---- EXCERPTED RECORDS

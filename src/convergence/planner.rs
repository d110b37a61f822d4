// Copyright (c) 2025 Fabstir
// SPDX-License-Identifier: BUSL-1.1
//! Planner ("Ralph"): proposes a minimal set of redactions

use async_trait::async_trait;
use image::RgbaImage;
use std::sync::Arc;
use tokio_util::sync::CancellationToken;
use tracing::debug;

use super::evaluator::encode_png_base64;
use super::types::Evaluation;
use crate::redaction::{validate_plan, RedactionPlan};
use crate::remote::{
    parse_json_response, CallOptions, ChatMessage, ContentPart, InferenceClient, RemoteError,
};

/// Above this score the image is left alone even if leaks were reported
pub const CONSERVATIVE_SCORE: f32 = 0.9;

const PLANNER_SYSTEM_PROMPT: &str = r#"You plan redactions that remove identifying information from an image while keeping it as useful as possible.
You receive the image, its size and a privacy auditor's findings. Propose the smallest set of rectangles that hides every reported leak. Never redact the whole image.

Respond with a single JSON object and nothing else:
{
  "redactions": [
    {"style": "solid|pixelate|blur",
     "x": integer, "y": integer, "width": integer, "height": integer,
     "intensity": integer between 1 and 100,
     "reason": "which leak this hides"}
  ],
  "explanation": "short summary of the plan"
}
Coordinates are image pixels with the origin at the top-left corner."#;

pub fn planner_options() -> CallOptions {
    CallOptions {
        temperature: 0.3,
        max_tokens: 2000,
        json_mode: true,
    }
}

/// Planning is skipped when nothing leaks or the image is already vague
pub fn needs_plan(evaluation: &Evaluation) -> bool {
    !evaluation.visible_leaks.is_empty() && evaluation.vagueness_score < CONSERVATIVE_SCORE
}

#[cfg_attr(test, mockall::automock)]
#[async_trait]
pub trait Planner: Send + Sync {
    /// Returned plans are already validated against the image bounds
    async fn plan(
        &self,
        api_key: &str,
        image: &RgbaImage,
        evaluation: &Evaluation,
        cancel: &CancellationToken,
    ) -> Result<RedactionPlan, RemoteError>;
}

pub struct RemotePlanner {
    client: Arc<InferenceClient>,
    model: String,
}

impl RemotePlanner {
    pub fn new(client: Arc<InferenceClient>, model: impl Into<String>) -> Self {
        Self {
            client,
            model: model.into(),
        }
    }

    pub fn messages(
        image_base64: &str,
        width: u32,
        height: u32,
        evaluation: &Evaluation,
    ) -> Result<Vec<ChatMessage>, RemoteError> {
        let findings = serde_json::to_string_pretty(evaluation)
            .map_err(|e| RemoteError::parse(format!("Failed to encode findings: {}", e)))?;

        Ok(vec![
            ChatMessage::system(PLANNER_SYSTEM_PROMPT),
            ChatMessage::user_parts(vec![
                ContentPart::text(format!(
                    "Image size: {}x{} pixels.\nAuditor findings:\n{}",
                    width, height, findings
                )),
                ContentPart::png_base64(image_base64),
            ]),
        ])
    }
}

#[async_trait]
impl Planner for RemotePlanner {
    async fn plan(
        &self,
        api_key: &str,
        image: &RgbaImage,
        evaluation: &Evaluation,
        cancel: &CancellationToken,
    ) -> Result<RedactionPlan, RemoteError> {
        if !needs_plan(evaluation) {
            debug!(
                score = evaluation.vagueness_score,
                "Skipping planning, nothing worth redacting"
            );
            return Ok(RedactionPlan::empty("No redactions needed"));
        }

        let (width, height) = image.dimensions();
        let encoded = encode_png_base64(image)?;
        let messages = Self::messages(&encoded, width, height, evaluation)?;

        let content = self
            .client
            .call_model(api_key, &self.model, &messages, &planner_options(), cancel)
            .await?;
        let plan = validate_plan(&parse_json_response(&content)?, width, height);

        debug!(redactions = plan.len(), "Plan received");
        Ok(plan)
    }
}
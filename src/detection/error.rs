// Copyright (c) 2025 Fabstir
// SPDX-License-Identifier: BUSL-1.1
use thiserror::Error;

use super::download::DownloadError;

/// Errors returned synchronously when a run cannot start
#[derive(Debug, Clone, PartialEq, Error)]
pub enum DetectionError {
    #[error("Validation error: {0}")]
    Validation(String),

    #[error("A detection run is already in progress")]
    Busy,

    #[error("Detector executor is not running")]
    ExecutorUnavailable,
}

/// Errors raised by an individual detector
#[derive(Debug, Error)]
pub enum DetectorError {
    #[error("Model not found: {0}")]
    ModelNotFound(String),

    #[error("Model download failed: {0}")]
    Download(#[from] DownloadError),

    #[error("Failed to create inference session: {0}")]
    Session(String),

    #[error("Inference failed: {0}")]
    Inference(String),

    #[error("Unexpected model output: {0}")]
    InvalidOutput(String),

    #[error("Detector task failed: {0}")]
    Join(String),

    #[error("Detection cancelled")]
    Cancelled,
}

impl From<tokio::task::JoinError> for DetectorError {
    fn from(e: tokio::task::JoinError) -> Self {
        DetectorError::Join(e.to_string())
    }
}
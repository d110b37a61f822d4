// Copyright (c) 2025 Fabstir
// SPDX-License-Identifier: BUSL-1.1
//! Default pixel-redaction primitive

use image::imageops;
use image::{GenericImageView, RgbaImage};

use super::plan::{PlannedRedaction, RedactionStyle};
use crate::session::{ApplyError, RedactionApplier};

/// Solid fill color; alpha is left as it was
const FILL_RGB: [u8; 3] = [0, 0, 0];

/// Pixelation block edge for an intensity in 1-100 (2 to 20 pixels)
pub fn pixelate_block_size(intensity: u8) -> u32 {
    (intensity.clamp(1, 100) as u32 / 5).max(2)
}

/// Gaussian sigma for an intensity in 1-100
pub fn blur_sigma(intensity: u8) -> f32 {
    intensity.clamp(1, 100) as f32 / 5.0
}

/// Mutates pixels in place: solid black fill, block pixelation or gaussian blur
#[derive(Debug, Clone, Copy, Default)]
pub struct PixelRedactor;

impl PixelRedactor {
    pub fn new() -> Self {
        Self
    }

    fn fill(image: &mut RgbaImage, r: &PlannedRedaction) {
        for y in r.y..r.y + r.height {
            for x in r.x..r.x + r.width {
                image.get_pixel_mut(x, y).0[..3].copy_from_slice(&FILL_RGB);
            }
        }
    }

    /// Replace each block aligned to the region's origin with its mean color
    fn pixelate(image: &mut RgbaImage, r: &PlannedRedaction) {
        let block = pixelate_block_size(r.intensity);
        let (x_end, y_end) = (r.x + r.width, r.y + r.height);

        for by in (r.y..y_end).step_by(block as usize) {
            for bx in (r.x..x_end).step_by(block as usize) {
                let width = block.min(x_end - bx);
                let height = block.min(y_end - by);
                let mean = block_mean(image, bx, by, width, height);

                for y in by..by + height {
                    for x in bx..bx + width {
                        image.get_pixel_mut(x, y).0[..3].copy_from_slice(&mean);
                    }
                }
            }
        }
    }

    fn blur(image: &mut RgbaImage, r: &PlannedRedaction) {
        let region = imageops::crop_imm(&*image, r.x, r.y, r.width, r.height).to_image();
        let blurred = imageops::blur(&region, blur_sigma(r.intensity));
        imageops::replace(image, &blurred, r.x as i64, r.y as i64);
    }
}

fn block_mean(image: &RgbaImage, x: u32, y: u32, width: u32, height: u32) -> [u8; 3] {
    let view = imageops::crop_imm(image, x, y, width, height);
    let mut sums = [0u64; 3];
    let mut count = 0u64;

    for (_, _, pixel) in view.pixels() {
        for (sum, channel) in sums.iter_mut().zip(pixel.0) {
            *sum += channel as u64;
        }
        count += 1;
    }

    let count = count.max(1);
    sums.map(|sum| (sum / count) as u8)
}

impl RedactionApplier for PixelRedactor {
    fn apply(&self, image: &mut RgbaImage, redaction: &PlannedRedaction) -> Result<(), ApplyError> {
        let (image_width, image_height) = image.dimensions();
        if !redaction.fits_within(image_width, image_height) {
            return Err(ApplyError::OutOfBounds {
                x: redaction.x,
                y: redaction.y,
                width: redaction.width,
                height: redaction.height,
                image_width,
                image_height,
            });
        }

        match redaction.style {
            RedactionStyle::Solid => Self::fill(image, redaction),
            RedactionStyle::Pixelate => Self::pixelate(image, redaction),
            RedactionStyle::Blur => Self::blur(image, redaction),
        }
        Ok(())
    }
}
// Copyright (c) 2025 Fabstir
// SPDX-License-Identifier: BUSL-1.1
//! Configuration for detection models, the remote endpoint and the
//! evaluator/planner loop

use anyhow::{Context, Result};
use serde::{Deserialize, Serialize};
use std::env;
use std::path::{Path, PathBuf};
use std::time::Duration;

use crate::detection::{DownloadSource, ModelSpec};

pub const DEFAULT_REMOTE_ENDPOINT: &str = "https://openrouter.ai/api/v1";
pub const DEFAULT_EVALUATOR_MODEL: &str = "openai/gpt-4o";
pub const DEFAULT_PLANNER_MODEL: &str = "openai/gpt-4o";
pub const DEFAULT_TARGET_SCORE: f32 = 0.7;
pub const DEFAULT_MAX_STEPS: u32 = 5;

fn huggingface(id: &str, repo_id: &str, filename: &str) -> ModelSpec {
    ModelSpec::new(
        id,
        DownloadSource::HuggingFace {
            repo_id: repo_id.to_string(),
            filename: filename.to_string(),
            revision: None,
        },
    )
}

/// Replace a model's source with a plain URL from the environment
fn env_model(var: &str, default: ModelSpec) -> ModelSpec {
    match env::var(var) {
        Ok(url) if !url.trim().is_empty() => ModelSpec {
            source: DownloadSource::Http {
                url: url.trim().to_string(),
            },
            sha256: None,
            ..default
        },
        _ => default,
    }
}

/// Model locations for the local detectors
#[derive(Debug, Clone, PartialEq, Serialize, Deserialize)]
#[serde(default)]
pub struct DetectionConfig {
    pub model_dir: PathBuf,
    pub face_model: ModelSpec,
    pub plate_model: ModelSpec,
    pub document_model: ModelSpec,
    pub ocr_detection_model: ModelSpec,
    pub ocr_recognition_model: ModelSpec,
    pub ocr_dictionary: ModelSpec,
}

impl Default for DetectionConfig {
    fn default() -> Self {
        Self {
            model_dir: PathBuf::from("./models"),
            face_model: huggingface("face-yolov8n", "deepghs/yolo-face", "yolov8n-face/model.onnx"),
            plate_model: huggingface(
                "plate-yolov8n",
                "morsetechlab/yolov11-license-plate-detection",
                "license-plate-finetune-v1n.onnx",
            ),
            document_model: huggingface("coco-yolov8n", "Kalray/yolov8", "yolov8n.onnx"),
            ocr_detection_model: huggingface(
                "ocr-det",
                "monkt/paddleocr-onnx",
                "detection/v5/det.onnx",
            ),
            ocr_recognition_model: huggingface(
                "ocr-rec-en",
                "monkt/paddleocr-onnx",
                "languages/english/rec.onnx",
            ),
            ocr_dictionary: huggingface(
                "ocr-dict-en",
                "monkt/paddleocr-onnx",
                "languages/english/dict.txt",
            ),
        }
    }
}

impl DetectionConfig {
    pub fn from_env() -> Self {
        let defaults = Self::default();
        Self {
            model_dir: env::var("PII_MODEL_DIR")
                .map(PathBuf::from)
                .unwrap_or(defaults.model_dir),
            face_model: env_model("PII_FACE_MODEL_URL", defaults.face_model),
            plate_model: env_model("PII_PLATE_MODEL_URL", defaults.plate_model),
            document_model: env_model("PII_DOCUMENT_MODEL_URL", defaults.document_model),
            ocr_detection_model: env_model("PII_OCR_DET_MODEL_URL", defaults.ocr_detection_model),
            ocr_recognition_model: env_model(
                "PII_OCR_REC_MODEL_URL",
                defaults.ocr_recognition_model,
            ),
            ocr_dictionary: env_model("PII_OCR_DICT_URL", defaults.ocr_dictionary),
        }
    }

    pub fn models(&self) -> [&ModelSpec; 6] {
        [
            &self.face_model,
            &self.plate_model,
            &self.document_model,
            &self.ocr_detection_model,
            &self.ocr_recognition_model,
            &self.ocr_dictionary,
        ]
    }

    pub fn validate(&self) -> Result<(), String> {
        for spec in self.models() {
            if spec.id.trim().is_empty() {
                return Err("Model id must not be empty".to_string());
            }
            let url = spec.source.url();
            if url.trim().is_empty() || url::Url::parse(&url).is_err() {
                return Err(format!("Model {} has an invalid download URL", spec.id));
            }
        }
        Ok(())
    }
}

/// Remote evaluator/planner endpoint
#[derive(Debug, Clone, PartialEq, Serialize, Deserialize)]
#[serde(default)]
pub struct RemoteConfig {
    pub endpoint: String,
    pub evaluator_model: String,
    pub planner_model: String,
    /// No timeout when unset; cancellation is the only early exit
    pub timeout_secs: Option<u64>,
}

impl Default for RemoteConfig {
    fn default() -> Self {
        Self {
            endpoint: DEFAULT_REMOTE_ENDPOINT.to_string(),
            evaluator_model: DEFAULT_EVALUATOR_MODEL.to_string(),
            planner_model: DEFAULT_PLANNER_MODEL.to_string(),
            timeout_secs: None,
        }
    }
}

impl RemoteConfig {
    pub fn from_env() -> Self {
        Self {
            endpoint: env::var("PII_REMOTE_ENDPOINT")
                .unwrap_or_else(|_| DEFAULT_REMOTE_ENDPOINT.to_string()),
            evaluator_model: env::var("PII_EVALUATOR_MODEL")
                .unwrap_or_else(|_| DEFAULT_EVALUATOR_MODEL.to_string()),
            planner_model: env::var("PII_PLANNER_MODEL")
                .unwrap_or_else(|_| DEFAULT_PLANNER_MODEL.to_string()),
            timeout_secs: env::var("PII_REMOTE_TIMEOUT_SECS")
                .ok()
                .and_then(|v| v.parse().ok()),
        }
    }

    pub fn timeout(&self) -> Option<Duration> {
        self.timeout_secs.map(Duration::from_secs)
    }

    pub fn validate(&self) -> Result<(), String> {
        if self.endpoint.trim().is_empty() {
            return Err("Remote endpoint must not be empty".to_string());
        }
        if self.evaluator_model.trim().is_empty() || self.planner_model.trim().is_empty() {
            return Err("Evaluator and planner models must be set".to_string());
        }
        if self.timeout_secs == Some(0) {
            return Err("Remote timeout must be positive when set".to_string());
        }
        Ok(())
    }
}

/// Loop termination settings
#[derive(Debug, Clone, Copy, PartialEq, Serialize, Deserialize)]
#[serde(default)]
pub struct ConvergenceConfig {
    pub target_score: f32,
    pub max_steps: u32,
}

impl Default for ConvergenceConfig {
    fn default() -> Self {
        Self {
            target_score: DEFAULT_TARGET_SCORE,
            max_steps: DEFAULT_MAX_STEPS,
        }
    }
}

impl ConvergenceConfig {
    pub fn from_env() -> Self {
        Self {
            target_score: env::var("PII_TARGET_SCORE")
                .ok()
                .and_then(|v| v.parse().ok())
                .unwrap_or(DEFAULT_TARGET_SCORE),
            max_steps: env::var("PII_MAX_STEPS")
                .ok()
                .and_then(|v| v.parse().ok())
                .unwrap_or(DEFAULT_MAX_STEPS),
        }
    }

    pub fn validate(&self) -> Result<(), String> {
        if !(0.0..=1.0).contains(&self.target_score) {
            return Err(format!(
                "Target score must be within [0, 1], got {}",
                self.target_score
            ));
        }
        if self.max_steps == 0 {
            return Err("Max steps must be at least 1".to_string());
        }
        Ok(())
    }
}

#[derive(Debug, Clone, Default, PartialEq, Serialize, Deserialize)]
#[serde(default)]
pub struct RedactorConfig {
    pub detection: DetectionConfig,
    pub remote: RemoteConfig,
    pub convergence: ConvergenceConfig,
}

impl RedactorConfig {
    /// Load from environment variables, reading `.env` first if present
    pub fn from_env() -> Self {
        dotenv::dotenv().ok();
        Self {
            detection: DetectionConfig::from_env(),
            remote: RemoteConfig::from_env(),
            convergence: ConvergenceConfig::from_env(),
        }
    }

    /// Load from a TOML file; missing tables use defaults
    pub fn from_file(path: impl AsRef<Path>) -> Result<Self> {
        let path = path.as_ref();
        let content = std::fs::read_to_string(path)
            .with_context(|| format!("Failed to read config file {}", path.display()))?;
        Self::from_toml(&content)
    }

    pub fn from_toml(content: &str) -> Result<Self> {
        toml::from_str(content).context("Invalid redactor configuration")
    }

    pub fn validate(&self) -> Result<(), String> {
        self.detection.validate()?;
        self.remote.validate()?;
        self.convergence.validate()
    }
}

--------

## INSTRUCTIONS FOR THE TASK
Return the number of lines containing the word "DownloadError" in these records, with no additional output.

## ANSWER SPACE
2